» YOUR ASSIGNMENT
Where does "tracing" appear in the data? Return each line that holds it.

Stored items
# # # # # # #
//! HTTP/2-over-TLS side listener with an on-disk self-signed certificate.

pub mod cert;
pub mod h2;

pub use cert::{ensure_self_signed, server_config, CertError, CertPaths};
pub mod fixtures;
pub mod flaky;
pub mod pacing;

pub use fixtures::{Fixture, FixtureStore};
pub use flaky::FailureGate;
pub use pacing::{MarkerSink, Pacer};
# # # # # # #
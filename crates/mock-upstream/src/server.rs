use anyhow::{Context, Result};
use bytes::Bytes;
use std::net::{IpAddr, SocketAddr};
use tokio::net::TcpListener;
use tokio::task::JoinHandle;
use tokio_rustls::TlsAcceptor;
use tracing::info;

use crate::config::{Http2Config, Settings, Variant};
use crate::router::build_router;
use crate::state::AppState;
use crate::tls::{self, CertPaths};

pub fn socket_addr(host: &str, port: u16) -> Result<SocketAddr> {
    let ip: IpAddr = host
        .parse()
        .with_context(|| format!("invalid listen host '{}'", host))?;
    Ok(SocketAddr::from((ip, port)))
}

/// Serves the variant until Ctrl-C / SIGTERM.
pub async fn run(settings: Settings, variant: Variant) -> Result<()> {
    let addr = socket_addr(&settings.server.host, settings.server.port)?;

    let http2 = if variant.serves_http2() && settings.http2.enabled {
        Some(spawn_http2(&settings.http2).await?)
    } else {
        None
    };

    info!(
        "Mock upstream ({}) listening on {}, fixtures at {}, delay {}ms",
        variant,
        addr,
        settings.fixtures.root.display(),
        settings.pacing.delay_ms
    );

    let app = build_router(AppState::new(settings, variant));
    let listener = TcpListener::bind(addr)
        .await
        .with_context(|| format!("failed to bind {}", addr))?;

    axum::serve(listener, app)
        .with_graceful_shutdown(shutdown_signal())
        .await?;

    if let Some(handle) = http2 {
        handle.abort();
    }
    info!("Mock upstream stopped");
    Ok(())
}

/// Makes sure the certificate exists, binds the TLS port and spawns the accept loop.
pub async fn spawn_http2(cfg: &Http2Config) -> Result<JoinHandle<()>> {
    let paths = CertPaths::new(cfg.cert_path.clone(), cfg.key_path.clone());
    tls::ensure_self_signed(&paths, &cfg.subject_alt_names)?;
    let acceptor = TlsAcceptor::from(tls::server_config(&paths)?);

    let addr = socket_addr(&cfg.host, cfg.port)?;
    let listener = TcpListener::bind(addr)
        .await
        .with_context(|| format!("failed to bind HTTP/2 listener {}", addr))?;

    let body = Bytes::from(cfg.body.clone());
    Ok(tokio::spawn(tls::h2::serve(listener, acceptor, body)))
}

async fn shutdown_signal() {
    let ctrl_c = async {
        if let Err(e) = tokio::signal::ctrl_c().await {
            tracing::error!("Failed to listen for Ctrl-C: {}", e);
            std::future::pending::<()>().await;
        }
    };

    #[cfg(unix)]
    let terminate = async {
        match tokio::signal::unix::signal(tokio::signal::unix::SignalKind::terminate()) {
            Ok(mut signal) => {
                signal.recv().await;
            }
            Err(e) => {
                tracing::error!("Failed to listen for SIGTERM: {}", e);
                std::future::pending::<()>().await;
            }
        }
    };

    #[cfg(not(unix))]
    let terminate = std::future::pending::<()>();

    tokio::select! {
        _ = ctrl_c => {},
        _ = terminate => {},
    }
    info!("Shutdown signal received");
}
# # # # # # #
» OUTPUT OF THE TASK
use tracing::info;
            tracing::error!("Failed to listen for Ctrl-C: {}", e);
                tracing::error!("Failed to listen for SIGTERM: {}", e);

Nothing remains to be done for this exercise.